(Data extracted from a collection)
━━━━━━━━━━━━━━━━━━━━━━━━━━━━━━

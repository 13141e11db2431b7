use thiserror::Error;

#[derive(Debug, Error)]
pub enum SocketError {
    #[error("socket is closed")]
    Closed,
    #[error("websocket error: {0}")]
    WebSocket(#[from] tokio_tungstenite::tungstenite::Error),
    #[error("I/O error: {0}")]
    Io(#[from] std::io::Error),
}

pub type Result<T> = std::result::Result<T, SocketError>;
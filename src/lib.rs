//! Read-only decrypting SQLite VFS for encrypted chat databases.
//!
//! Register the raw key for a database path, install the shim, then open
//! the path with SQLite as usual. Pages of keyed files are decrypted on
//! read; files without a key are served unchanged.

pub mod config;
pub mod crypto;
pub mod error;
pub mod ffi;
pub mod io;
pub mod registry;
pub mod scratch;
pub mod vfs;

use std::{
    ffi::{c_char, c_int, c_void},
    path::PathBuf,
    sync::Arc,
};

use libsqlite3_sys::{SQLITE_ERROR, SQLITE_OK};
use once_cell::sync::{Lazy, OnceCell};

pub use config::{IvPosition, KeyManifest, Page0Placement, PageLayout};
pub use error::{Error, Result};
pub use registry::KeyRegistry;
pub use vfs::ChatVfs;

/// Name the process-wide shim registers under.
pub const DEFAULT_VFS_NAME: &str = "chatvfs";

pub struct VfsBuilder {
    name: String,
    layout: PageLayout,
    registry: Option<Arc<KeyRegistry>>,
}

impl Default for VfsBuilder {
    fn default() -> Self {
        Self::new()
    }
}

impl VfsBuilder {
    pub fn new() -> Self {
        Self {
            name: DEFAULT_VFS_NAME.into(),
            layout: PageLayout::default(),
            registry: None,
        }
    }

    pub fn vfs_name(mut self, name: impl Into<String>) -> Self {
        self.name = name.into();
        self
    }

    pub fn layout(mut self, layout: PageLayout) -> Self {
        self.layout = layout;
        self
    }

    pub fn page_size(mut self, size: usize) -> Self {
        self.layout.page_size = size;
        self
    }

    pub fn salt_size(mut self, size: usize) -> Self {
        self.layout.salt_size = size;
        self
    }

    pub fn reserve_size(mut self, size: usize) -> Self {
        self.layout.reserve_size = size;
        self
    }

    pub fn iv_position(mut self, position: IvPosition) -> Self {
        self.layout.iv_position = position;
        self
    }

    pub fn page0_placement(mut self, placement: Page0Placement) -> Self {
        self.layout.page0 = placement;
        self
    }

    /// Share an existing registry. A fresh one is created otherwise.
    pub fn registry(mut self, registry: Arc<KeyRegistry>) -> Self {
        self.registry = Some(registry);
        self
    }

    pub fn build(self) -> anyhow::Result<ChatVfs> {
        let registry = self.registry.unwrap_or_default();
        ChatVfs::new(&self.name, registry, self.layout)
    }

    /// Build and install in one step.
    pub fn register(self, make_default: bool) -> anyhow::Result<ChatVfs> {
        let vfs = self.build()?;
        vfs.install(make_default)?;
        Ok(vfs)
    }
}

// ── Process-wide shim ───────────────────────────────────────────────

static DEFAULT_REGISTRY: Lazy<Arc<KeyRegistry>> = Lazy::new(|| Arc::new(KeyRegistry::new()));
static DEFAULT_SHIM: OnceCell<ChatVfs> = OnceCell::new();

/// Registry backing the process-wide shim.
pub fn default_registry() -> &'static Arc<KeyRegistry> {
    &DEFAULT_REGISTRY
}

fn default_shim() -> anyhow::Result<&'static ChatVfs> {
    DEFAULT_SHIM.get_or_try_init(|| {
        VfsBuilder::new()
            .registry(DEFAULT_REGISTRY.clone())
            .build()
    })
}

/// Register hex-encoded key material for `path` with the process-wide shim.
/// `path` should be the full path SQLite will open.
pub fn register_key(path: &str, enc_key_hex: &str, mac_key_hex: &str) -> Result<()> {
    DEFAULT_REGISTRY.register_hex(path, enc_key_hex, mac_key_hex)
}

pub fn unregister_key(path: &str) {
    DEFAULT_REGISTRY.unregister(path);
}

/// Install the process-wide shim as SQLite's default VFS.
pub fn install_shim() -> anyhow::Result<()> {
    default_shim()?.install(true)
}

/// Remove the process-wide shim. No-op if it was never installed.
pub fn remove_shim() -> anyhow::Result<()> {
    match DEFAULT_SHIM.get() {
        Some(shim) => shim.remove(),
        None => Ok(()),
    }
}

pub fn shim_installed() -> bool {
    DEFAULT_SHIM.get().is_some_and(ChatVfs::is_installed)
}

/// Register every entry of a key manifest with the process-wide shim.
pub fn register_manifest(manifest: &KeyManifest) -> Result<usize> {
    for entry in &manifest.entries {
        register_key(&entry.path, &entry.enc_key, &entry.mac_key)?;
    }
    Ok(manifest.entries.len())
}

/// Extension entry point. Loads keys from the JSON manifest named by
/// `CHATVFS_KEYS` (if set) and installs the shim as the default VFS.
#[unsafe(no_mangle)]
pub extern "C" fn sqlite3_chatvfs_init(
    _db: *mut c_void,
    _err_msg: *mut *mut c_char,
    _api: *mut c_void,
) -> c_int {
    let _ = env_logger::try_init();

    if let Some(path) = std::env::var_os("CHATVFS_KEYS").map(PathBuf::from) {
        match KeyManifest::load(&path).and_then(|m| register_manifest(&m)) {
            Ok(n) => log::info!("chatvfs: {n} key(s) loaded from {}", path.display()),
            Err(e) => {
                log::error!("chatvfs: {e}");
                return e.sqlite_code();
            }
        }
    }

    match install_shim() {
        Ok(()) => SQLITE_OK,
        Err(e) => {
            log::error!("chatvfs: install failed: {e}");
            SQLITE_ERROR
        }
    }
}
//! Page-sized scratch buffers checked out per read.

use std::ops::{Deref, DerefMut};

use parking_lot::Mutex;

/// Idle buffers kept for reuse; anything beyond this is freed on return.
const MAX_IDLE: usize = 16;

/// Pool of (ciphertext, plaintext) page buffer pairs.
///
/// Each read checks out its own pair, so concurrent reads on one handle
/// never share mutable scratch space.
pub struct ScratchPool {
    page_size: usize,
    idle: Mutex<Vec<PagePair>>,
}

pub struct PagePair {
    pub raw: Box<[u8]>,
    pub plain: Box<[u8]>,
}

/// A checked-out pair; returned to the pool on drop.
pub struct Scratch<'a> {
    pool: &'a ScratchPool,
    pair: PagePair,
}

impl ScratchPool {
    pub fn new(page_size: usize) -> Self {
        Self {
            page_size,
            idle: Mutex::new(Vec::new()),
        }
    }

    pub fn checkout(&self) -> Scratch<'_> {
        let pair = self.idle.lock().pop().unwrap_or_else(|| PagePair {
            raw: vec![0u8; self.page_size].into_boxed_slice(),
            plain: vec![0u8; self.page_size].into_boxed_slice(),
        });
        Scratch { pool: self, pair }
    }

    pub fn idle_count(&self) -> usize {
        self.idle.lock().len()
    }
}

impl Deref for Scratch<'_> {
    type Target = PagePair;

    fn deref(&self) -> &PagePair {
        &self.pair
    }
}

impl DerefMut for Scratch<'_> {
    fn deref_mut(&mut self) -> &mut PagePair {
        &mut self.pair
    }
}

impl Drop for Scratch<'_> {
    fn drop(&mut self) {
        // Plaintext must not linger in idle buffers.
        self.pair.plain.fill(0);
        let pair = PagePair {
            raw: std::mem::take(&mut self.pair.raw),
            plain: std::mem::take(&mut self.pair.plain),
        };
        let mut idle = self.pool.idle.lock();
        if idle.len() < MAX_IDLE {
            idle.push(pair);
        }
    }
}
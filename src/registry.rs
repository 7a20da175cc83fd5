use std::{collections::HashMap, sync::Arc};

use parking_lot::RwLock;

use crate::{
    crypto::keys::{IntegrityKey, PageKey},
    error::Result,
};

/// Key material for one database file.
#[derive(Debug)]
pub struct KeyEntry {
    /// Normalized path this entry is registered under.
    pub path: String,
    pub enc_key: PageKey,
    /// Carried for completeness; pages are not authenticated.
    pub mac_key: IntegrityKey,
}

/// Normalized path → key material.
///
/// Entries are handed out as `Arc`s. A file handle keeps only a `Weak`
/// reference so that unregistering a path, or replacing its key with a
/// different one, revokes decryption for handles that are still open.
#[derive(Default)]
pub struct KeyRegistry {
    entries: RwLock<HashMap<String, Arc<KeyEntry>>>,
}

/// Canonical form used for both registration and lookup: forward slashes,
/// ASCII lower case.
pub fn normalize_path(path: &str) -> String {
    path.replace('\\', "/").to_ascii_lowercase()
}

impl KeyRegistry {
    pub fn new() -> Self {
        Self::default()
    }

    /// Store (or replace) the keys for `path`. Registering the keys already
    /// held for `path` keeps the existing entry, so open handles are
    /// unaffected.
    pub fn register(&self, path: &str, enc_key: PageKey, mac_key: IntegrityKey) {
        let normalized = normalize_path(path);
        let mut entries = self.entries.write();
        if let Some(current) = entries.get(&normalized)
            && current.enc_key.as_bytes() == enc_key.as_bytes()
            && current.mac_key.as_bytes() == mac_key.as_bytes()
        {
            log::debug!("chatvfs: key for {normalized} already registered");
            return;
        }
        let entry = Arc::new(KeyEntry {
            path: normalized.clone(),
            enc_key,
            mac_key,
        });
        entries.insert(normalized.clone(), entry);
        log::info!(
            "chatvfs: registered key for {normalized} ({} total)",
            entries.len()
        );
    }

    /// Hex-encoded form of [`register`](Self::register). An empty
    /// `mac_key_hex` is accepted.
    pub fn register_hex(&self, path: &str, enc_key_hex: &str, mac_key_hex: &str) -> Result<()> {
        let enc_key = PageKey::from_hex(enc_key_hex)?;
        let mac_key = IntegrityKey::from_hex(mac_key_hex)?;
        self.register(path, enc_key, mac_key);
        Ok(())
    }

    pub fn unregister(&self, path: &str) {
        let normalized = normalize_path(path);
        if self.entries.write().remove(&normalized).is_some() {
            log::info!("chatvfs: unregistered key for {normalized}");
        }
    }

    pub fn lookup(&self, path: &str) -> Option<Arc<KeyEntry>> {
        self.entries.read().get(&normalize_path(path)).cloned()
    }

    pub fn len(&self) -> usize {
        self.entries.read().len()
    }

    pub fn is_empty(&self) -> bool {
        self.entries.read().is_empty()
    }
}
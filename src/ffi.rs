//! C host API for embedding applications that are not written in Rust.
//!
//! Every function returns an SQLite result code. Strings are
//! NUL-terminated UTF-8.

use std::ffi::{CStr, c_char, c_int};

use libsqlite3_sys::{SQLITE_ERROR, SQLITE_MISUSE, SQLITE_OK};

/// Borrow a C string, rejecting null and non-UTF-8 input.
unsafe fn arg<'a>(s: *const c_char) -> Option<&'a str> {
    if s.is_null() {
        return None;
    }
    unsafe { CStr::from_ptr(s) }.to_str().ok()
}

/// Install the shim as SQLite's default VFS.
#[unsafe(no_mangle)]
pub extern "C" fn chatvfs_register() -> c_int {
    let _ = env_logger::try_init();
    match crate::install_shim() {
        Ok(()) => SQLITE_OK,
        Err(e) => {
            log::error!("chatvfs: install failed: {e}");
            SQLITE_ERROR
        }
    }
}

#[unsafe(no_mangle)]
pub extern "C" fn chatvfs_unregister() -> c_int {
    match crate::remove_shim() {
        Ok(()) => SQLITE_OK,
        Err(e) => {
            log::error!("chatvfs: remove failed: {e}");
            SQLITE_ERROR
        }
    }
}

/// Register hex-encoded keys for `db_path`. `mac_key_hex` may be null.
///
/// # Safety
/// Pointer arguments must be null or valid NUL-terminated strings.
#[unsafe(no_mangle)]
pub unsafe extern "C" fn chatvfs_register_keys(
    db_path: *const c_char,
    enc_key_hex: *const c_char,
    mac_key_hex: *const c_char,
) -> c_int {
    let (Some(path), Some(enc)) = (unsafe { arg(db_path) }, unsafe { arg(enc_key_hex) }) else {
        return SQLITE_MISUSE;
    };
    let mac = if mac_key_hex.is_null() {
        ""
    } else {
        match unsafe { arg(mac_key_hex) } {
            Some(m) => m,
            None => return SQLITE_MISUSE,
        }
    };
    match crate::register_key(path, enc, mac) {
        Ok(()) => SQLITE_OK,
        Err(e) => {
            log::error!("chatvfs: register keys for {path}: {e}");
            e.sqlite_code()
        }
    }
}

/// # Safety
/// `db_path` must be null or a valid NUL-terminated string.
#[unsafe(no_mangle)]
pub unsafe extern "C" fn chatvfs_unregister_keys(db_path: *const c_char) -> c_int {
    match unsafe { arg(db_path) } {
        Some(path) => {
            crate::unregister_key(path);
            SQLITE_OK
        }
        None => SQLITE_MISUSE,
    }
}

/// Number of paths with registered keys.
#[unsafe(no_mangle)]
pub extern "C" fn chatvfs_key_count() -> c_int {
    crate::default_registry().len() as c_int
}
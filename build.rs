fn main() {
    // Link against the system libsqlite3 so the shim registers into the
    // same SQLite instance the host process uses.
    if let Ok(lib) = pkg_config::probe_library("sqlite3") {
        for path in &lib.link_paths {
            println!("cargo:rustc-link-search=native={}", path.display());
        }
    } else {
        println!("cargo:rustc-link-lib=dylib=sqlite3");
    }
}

━━━━━━━━━━━━━━━━━━━━━━━━━━━━━━

**TASK INSTRUCTIONS:**
Write out exactly the lines between the start of the entries and the line containing "pub mod crypto;", including that line and the first one.

**REPLY:**
repository 13141e11db2431b7
use thiserror::Error;

#[derive(Debug, Error)]
pub enum SocketError {
    #[error("socket is closed")]
    Closed,
    #[error("websocket error: {0}")]
    WebSocket(#[from] tokio_tungstenite::tungstenite::Error),
    #[error("I/O error: {0}")]
    Io(#[from] std::io::Error),
}

pub type Result<T> = std::result::Result<T, SocketError>;
filename src/lib.rs
//! Read-only decrypting SQLite VFS for encrypted chat databases.
//!
//! Register the raw key for a database path, install the shim, then open
//! the path with SQLite as usual. Pages of keyed files are decrypted on
//! read; files without a key are served unchanged.

pub mod config;
pub mod crypto;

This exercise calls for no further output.